__Your objective__
Where a line below holds the string "work", that line goes into the answer.

Input data: Begin

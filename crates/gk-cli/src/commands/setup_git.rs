use anyhow::Context;
use gk_lifecycle::setup_git;

use crate::cli::GlobalFlags;
use crate::context::AppContext;
use crate::output::output;

/// Handle `git-keys setup-git`.
pub fn handle(ctx: &AppContext, flags: &GlobalFlags) -> anyhow::Result<()> {
    let config = ctx.declared()?;
    let report = setup_git(&ctx.session, &config).context("failed to write git identities")?;
    if report.identity_files.is_empty() {
        tracing::warn!("no platform declares a git_dir; nothing written");
    }
    output(&report, flags.format)
}
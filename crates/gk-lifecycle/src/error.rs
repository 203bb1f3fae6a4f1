//! Lifecycle error types.

use thiserror::Error;

#[derive(Debug, Error)]
pub enum LifecycleError {
    #[error(transparent)]
    Ssh(#[from] gk_ssh::SshError),

    #[error(transparent)]
    Platform(#[from] gk_platform::PlatformError),

    #[error(transparent)]
    Auth(#[from] gk_auth::AuthError),

    #[error(transparent)]
    Git(#[from] gk_git::GitError),

    #[error(transparent)]
    Config(#[from] gk_config::ConfigError),

    /// Revocation by a fingerprint no declared key carries.
    #[error("no key found with fingerprint {0}")]
    FingerprintNotFound(String),

    #[error("no persona named '{0}' in the declared config")]
    PersonaNotFound(String),

    /// A saga was invoked without `--persona`, `--platform`, or `--all`.
    #[error("nothing selected: pass a persona, a platform, or --all")]
    EmptySelection,
}
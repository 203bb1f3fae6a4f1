use gk_lifecycle::health::{self, KeyStatusRow};
use serde::Serialize;

use crate::cli::GlobalFlags;
use crate::context::AppContext;
use crate::output::output;

#[derive(Debug, Serialize)]
struct StatusResponse {
    machine: String,
    expiring_soon: usize,
    keys: Vec<KeyStatusRow>,
}

/// Handle `git-keys status`.
pub fn handle(ctx: &AppContext, flags: &GlobalFlags) -> anyhow::Result<()> {
    let config = ctx.declared()?;
    let keys = health::status(
        &config,
        ctx.session.now,
        ctx.settings.keys.expiring_soon_days,
    );
    let expiring_soon = keys.iter().filter(|row| row.expiring_soon).count();
    if expiring_soon > 0 {
        tracing::info!(count = expiring_soon, "keys expiring soon; run `git-keys rotate`");
    }

    output(
        &StatusResponse {
            machine: config.machine.name,
            expiring_soon,
            keys,
        },
        flags.format,
    )
}
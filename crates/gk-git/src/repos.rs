//! Repository walk and remote URL classification.

use std::path::{Path, PathBuf};

use gk_core::PlatformKind;
use ignore::WalkBuilder;
use gk_core::scan::DiscoveredPlatform;

use crate::error::GitError;

/// Directories below the include root that are still searched for repositories.
pub const MAX_WALK_DEPTH: usize = 2;

/// What a single remote URL says about its platform.
#[derive(Debug, Clone, PartialEq, Eq)]
pub struct RemoteInfo {
    pub kind: PlatformKind,
    pub base_url: Option<String>,
    /// First path segment (user, org, or group); may be empty.
    pub group: String,
}

/// Classify `git@host:group/repo`, `ssh://[user@]host[:port]/group/repo`,
/// and `http(s)://host/group/repo` remotes.
///
/// Persona-routed aliases (`github.com.work`) classify as their canonical host.
#[must_use]
pub fn classify_remote(url: &str) -> Option<RemoteInfo> {
    let url = url.trim();
    let (host, path) = if let Some(rest) = url
        .strip_prefix("https://")
        .or_else(|| url.strip_prefix("http://"))
        .or_else(|| url.strip_prefix("ssh://"))
    {
        let rest = rest.split_once('@').map_or(rest, |(_, rest)| rest);
        let (authority, path) = rest.split_once('/').unwrap_or((rest, ""));
        let host = authority.split(':').next().unwrap_or(authority);
        (host, path)
    } else if let Some((user_host, path)) = url.split_once(':') {
        // scp-like: [user@]host:path
        if user_host.contains('/') {
            return None;
        }
        let host = user_host.split_once('@').map_or(user_host, |(_, host)| host);
        (host, path)
    } else {
        return None;
    };

    if host.is_empty() {
        return None;
    }
    let kind = PlatformKind::classify_host(host)?;
    let canonical = kind.spec().canonical_host;
    let host = if host.starts_with(&format!("{canonical}.")) {
        canonical
    } else {
        host
    };
    let base_url = match kind {
        PlatformKind::GitHub => None,
        PlatformKind::GitLab => kind.base_url_for_host(host),
    };
    let group = path
        .trim_start_matches('/')
        .split('/')
        .next()
        .unwrap_or_default()
        .to_string();
    Some(RemoteInfo {
        kind,
        base_url,
        group,
    })
}

/// Remote URLs of the repository at `dir`, read without global config.
///
/// # Errors
///
/// Fails when `dir` cannot be opened as a repository.
pub fn remote_urls(dir: &Path) -> Result<Vec<String>, GitError> {
    let repo = gix::open_opts(dir, gix::open::Options::isolated())
        .map_err(|_| GitError::NotGitRepo(dir.to_path_buf()))?;
    let mut urls = Vec::new();
    for name in repo.remote_names() {
        let remote = match repo.find_remote(name.as_ref()) {
            Ok(remote) => remote,
            Err(error) => {
                tracing::debug!(dir = %dir.display(), %error, "skipping unreadable remote");
                continue;
            }
        };
        if let Some(url) = remote.url(gix::remote::Direction::Fetch) {
            urls.push(url.to_bstring().to_string());
        }
    }
    Ok(urls)
}

/// Repository work trees under `root`, at most [`MAX_WALK_DEPTH`] levels down.
///
/// Hidden and ignored directories are walked too; only `.git` itself is skipped.
#[must_use]
pub fn find_repositories(root: &Path) -> Vec<PathBuf> {
    let walker = WalkBuilder::new(root)
        .max_depth(Some(MAX_WALK_DEPTH))
        .standard_filters(false)
        .hidden(false)
        .git_ignore(false)
        .sort_by_file_name(|a, b| a.cmp(b))
        .filter_entry(|entry| entry.file_name() != ".git")
        .build();

    walker
        .filter_map(|entry| match entry {
            Ok(entry) => Some(entry),
            Err(error) => {
                tracing::debug!(root = %root.display(), %error, "unreadable entry skipped");
                None
            }
        })
        .filter(|entry| entry.file_type().is_some_and(|t| t.is_dir()))
        .filter(|entry| entry.path().join(".git").exists())
        .map(ignore::DirEntry::into_path)
        .collect()
}

/// Platforms used by the repositories under `root`, deduplicated by
/// `(kind, base_url)` in first-seen order.
///
/// Each repository counts once per platform no matter how many remotes
/// point there.
#[must_use]
pub fn discover_platforms(root: &Path) -> Vec<DiscoveredPlatform> {
    let mut platforms: Vec<DiscoveredPlatform> = Vec::new();
    for repo in find_repositories(root) {
        let urls = match remote_urls(&repo) {
            Ok(urls) => urls,
            Err(error) => {
                tracing::debug!(repo = %repo.display(), %error, "skipping repository");
                continue;
            }
        };
        let mut counted: Vec<(PlatformKind, Option<String>)> = Vec::new();
        for info in urls.iter().filter_map(|url| classify_remote(url)) {
            let index = platforms
                .iter()
                .position(|p| p.kind == info.kind && p.base_url == info.base_url)
                .unwrap_or_else(|| {
                    platforms.push(DiscoveredPlatform {
                        kind: info.kind,
                        base_url: info.base_url.clone(),
                        repo_count: 0,
                        groups: Vec::new(),
                    });
                    platforms.len() - 1
                });
            let platform = &mut platforms[index];
            let identity = (info.kind, info.base_url.clone());
            if !counted.contains(&identity) {
                platform.repo_count += 1;
                counted.push(identity);
            }
            if !info.group.is_empty() && !platform.groups.contains(&info.group) {
                platform.groups.push(info.group);
            }
        }
    }
    platforms
}

/// Filesystem root named by an include condition (`~/work/`, `~/work/**`).
#[must_use]
pub fn condition_root(condition: &str, home: &Path) -> PathBuf {
    let trimmed = condition
        .trim()
        .trim_start_matches("gitdir:")
        .trim_end_matches("**")
        .trim_end_matches('/');
    if trimmed.is_empty() || trimmed == "~" {
        return home.to_path_buf();
    }
    crate::identity::expand_home(trimmed, home)
}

Input data: End

__Written reply__
/// Persona-routed aliases (`github.com.work`) classify as their canonical host.
/// Repository work trees under `root`, at most [`MAX_WALK_DEPTH`] levels down.
/// Filesystem root named by an include condition (`~/work/`, `~/work/**`).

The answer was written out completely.